* [Supplied information]
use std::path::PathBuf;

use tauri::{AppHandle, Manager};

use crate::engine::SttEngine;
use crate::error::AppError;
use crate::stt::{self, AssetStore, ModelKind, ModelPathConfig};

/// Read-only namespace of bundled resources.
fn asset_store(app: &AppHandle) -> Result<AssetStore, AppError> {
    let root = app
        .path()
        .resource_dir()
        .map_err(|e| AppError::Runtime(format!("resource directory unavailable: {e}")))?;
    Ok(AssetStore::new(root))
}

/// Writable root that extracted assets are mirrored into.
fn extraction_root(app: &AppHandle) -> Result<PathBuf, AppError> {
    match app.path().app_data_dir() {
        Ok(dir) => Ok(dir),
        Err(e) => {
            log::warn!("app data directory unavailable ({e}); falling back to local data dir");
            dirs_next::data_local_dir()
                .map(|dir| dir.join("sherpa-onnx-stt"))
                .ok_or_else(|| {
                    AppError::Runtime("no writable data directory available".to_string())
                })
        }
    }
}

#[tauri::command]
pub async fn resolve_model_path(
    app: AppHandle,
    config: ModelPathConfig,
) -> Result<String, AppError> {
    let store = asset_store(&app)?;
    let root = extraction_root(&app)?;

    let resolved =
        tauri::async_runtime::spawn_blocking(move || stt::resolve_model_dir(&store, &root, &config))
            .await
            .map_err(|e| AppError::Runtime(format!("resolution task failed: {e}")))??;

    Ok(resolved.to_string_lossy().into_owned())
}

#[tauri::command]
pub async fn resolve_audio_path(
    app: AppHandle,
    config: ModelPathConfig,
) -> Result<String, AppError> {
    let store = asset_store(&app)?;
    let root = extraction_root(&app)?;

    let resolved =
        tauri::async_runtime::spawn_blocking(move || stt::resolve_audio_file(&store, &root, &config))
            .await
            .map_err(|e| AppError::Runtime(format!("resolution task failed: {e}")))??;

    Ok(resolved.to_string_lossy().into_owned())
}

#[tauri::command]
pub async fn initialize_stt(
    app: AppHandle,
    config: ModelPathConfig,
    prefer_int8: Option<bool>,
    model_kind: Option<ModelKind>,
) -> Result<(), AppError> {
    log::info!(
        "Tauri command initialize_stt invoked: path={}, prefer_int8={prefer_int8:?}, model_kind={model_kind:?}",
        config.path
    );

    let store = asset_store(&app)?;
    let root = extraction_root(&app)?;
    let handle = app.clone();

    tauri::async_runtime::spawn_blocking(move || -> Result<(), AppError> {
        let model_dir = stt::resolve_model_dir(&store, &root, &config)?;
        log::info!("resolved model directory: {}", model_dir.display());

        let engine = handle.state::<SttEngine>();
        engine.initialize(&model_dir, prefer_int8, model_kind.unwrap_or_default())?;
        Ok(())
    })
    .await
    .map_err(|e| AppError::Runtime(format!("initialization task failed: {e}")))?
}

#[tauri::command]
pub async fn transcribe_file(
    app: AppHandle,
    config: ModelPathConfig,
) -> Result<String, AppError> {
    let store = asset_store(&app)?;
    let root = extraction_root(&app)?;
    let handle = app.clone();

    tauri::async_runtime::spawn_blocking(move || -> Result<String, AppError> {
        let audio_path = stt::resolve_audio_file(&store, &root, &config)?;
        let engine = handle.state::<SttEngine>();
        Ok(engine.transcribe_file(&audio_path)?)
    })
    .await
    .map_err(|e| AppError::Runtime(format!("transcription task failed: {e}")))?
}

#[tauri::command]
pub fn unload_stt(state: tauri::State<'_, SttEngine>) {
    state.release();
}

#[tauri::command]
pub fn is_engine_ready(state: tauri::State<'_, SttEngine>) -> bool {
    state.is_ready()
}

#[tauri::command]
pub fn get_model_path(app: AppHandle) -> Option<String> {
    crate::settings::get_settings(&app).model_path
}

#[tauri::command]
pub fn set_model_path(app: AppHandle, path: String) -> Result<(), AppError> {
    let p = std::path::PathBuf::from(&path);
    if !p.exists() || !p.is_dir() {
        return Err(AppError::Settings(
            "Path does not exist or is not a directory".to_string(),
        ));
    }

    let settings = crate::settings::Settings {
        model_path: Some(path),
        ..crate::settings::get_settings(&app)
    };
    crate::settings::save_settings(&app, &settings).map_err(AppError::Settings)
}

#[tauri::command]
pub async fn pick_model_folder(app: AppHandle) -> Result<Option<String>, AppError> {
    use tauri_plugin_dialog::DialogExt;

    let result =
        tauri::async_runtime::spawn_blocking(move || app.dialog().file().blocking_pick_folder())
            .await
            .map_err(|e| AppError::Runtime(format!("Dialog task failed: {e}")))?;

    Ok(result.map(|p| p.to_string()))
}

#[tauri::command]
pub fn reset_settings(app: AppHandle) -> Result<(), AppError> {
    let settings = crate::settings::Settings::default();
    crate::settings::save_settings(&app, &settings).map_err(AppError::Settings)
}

--

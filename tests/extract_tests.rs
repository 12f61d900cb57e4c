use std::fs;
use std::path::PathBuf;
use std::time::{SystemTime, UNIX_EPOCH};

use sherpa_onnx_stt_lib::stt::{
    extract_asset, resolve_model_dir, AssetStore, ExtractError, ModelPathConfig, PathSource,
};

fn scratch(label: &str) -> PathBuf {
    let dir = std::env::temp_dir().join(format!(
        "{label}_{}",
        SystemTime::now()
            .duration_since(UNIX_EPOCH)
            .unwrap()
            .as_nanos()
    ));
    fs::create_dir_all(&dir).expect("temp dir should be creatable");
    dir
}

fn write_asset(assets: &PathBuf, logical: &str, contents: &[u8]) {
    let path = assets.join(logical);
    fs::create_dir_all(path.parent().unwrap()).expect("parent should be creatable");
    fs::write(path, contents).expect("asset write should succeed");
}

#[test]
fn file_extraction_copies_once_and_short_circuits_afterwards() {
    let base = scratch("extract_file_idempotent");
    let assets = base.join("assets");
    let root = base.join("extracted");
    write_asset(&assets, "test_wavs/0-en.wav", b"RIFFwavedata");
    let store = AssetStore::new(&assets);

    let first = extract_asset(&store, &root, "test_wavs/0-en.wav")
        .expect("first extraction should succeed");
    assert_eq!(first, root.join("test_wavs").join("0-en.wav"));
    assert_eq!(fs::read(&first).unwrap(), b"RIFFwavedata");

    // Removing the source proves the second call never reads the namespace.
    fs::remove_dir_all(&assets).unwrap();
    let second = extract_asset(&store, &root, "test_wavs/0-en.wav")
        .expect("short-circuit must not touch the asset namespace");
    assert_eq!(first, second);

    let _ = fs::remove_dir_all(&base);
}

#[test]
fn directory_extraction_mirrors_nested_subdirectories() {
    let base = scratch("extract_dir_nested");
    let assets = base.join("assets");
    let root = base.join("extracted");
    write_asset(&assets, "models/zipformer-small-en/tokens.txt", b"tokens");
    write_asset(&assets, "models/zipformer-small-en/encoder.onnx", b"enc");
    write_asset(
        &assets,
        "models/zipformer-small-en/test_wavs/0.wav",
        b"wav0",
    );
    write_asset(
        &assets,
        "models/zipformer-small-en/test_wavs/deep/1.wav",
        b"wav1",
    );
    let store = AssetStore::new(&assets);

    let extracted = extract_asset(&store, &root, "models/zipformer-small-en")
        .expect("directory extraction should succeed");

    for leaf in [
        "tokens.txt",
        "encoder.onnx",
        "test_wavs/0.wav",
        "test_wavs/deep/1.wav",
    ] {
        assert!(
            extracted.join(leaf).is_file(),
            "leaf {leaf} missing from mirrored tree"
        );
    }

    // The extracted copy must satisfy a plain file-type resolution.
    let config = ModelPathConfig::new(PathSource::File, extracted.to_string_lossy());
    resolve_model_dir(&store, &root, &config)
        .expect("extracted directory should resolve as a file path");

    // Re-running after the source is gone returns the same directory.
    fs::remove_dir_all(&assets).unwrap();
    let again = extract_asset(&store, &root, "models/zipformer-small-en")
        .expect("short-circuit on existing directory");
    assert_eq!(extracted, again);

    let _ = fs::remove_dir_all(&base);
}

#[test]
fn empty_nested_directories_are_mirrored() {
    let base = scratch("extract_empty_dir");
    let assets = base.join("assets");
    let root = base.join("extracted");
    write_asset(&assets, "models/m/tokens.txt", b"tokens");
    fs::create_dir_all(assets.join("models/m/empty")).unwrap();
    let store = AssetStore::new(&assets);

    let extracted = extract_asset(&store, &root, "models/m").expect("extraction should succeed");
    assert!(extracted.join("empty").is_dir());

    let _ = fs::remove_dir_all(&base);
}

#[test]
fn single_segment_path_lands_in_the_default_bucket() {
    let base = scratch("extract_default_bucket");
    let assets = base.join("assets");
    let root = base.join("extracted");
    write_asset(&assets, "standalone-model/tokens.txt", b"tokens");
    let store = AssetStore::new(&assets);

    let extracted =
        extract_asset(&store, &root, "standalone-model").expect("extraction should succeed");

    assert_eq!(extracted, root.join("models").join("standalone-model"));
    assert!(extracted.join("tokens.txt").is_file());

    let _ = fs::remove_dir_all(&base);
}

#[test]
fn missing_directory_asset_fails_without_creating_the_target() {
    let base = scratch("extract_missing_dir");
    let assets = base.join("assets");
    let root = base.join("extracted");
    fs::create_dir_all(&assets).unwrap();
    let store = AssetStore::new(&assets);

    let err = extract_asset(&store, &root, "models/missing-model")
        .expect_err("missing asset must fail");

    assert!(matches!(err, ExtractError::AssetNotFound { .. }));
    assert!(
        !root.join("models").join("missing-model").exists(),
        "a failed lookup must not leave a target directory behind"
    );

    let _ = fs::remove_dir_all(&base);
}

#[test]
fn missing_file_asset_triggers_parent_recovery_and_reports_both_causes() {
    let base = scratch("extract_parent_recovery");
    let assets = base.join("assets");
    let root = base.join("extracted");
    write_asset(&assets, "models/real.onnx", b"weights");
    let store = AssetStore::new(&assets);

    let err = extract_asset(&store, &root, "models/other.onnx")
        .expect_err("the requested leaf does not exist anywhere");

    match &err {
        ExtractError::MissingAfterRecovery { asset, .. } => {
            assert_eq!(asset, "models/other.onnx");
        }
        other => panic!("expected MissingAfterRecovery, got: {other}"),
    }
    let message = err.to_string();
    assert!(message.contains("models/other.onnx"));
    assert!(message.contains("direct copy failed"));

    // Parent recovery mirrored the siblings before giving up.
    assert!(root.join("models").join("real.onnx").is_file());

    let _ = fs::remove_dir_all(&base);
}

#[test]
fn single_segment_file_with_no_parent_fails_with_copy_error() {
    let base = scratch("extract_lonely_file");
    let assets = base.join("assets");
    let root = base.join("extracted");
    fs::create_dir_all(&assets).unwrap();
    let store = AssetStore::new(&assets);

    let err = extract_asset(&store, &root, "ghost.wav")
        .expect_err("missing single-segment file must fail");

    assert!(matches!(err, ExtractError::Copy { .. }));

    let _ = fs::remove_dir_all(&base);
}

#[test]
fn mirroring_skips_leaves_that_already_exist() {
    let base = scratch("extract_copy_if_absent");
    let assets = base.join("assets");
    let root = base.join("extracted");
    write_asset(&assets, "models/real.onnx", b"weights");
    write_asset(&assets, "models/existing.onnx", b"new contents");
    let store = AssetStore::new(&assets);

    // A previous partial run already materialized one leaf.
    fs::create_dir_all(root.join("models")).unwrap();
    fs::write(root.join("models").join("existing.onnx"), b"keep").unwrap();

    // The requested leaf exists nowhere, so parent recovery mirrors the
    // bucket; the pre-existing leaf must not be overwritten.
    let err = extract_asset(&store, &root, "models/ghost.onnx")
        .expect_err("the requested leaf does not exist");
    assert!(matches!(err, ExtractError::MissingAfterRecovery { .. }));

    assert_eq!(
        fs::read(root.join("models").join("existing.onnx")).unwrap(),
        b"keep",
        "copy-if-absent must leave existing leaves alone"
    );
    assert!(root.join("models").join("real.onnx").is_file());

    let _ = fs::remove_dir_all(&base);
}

* [The problem] Copy down each line in the entries that has the word "does".

* [Response for this exercise]
            "Path does not exist or is not a directory".to_string(),
        .expect_err("the requested leaf does not exist anywhere");
        .expect_err("the requested leaf does not exist");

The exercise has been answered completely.